(Beginning of EXERCISE INPUT)
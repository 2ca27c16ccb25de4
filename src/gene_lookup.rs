//! Gene symbol validation.
//!
//! Pathways routinely reference genes outside the user's query. Before such
//! genes join a store they are validated against a lookup service that
//! returns the recognized subset with canonical symbol forms. Symbols the
//! service does not return are implicitly invalid; there is no error state
//! and no retry.

use anyhow::Result;
use serde::{Deserialize, Serialize};
use std::collections::HashMap;
use std::sync::mpsc::{channel, Receiver};
use std::sync::Arc;
use std::thread;

#[derive(Debug, Clone, PartialEq, Eq, Serialize, Deserialize)]
pub struct GeneInfo {
    pub hugo_gene_symbol: String,
    pub entrez_gene_id: i64,
    #[serde(default)]
    pub aliases: Vec<String>,
}

/// Validation service seam.
pub trait GeneLookup: Send + Sync {
    /// The recognized subset of `symbols`, each in canonical form.
    fn fetch_genes(&self, symbols: &[String]) -> Result<Vec<GeneInfo>>;
}

/// Result of one validation fetch, tagged with what was asked for so the
/// consumer can record unreturned symbols as invalid.
#[derive(Debug, Clone)]
pub struct GeneLookupResult {
    pub requested: Vec<String>,
    pub genes: Vec<GeneInfo>,
}

/// Run one validation fetch on a worker thread. A fetch failure drops the
/// sender without a result; the consumer observes the disconnect and treats
/// the batch as unresolved.
pub fn spawn_lookup(
    lookup: Arc<dyn GeneLookup>,
    symbols: Vec<String>,
) -> Receiver<GeneLookupResult> {
    let (tx, rx) = channel();
    thread::spawn(move || {
        if let Ok(genes) = lookup.fetch_genes(&symbols) {
            let _ = tx.send(GeneLookupResult {
                requested: symbols,
                genes,
            });
        }
    });
    rx
}

/// Lookup over an in-memory catalog, used offline and in tests. Symbols
/// match case-insensitively against canonical names and aliases.
pub struct CatalogGeneLookup {
    by_key: HashMap<String, GeneInfo>,
}

impl CatalogGeneLookup {
    pub fn new(catalog: &[GeneInfo]) -> Self {
        let mut by_key = HashMap::new();
        for gene in catalog {
            by_key.insert(gene.hugo_gene_symbol.to_ascii_uppercase(), gene.clone());
            for alias in &gene.aliases {
                by_key
                    .entry(alias.to_ascii_uppercase())
                    .or_insert_with(|| gene.clone());
            }
        }
        Self { by_key }
    }
}

impl GeneLookup for CatalogGeneLookup {
    fn fetch_genes(&self, symbols: &[String]) -> Result<Vec<GeneInfo>> {
        let mut found = Vec::new();
        let mut seen = std::collections::HashSet::new();
        for symbol in symbols {
            if let Some(gene) = self.by_key.get(&symbol.to_ascii_uppercase()) {
                if seen.insert(gene.hugo_gene_symbol.clone()) {
                    found.push(gene.clone());
                }
            }
        }
        Ok(found)
    }
}

/// Lookup against a portal HTTP endpoint. Always run behind [`spawn_lookup`];
/// the client blocks.
pub struct HttpGeneLookup {
    base_url: String,
    client: reqwest::blocking::Client,
}

impl HttpGeneLookup {
    pub fn new(base_url: &str) -> Self {
        Self {
            base_url: base_url.trim_end_matches('/').to_string(),
            client: reqwest::blocking::Client::new(),
        }
    }
}

impl GeneLookup for HttpGeneLookup {
    fn fetch_genes(&self, symbols: &[String]) -> Result<Vec<GeneInfo>> {
        let url = format!("{}/genes/fetch", self.base_url);
        let genes = self
            .client
            .post(url)
            .json(symbols)
            .send()?
            .error_for_status()?
            .json::<Vec<GeneInfo>>()?;
        Ok(genes)
    }
}

#[cfg(test)]
mod tests {
    use super::*;
    use std::time::Duration;

    fn catalog() -> Vec<GeneInfo> {
        vec![
            GeneInfo {
                hugo_gene_symbol: "TP53".to_string(),
                entrez_gene_id: 7157,
                aliases: vec!["P53".to_string()],
            },
            GeneInfo {
                hugo_gene_symbol: "MDM2".to_string(),
                entrez_gene_id: 4193,
                aliases: vec![],
            },
        ]
    }

    #[test]
    fn test_catalog_lookup_filters_unknown() {
        let lookup = CatalogGeneLookup::new(&catalog());
        let found = lookup
            .fetch_genes(&["TP53".to_string(), "NOSUCHGENE".to_string()])
            .unwrap();
        assert_eq!(found.len(), 1);
        assert_eq!(found[0].hugo_gene_symbol, "TP53");
    }

    #[test]
    fn test_catalog_lookup_canonicalizes() {
        let lookup = CatalogGeneLookup::new(&catalog());
        let found = lookup
            .fetch_genes(&["p53".to_string(), "mdm2".to_string()])
            .unwrap();
        let symbols: Vec<&str> = found.iter().map(|g| g.hugo_gene_symbol.as_str()).collect();
        assert_eq!(symbols, vec!["TP53", "MDM2"]);
    }

    #[test]
    fn test_alias_and_canonical_dedupe() {
        let lookup = CatalogGeneLookup::new(&catalog());
        let found = lookup
            .fetch_genes(&["TP53".to_string(), "P53".to_string()])
            .unwrap();
        assert_eq!(found.len(), 1);
    }

    #[test]
    fn test_spawn_lookup_delivers_result() {
        let lookup: Arc<dyn GeneLookup> = Arc::new(CatalogGeneLookup::new(&catalog()));
        let rx = spawn_lookup(lookup, vec!["TP53".to_string(), "BOGUS".to_string()]);
        let result = rx.recv_timeout(Duration::from_secs(5)).unwrap();
        assert_eq!(result.requested.len(), 2);
        assert_eq!(result.genes.len(), 1);
    }
}
//! Status message box for the pathway tab.
//!
//! Three states: the default welcome text, a loading notice while non-query
//! genes are being fetched, or a custom message supplied by the diagram
//! collaborator. Dismissal is delayed by a fixed two seconds so the toast
//! can animate out; a message set during that window cancels the pending
//! clear.

use std::time::{Duration, Instant};

pub const WELCOME_MESSAGE: &str =
    "Select a pathway from the table to overlay alteration frequencies.";
pub const LOADING_MESSAGE: &str = "Loading alteration data for pathway genes...";
pub const DISMISS_DELAY: Duration = Duration::from_secs(2);

#[derive(Debug, Clone, PartialEq, Eq)]
pub enum MessageState {
    Default,
    Loading,
    Custom(String),
}

#[derive(Debug)]
pub struct MessageBox {
    state: MessageState,
    clear_at: Option<Instant>,
}

impl Default for MessageBox {
    fn default() -> Self {
        Self {
            state: MessageState::Default,
            clear_at: None,
        }
    }
}

impl MessageBox {
    pub fn state(&self) -> &MessageState {
        &self.state
    }

    pub fn text(&self) -> &str {
        match &self.state {
            MessageState::Default => WELCOME_MESSAGE,
            MessageState::Loading => LOADING_MESSAGE,
            MessageState::Custom(text) => text,
        }
    }

    pub fn is_default(&self) -> bool {
        self.state == MessageState::Default
    }

    pub fn set_loading(&mut self) {
        self.state = MessageState::Loading;
        self.clear_at = None;
    }

    /// External show-message hook; overrides any state and any pending clear.
    pub fn show(&mut self, text: &str) {
        self.state = MessageState::Custom(text.to_string());
        self.clear_at = None;
    }

    /// Immediate return to the default text, e.g. when the tab is left.
    pub fn reset(&mut self) {
        self.state = MessageState::Default;
        self.clear_at = None;
    }

    /// Schedule a clear after the fixed delay. The displayed text stays put
    /// until the delay elapses.
    pub fn dismiss(&mut self, now: Instant) {
        if self.state != MessageState::Default {
            self.clear_at = Some(now + DISMISS_DELAY);
        }
    }

    /// Apply a pending clear once its time has come.
    pub fn tick(&mut self, now: Instant) {
        if let Some(clear_at) = self.clear_at {
            if now >= clear_at {
                self.reset();
            }
        }
    }
}

#[cfg(test)]
mod tests {
    use super::*;

    #[test]
    fn test_initial_state_is_default() {
        let message = MessageBox::default();
        assert!(message.is_default());
        assert_eq!(message.text(), WELCOME_MESSAGE);
    }

    #[test]
    fn test_custom_replaces_loading_immediately() {
        let mut message = MessageBox::default();
        message.set_loading();
        assert_eq!(message.text(), LOADING_MESSAGE);
        message.show("3 genes could not be matched");
        assert_eq!(message.text(), "3 genes could not be matched");
    }

    #[test]
    fn test_dismiss_clears_after_exact_delay() {
        let mut message = MessageBox::default();
        message.show("warning");
        let now = Instant::now();
        message.dismiss(now);

        message.tick(now + DISMISS_DELAY - Duration::from_millis(1));
        assert_eq!(message.text(), "warning");

        message.tick(now + DISMISS_DELAY);
        assert!(message.is_default());
    }

    #[test]
    fn test_new_message_cancels_pending_clear() {
        let mut message = MessageBox::default();
        message.show("first");
        let now = Instant::now();
        message.dismiss(now);

        message.show("second");
        message.tick(now + DISMISS_DELAY * 2);
        // The newer text survives the old clear deadline.
        assert_eq!(message.text(), "second");
    }

    #[test]
    fn test_dismiss_in_default_is_a_no_op() {
        let mut message = MessageBox::default();
        let now = Instant::now();
        message.dismiss(now);
        message.tick(now + DISMISS_DELAY);
        assert!(message.is_default());
    }

    #[test]
    fn test_loading_dismiss_then_tick() {
        let mut message = MessageBox::default();
        message.set_loading();
        let now = Instant::now();
        message.dismiss(now);
        message.tick(now + DISMISS_DELAY);
        assert!(message.is_default());
    }
}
(End of EXERCISE INPUT)
EXERCISE INSTRUCTIONS
Number of lines containing the word "blocking" in the material above: report this figure and nothing more.

RESULT OF THE TASK
2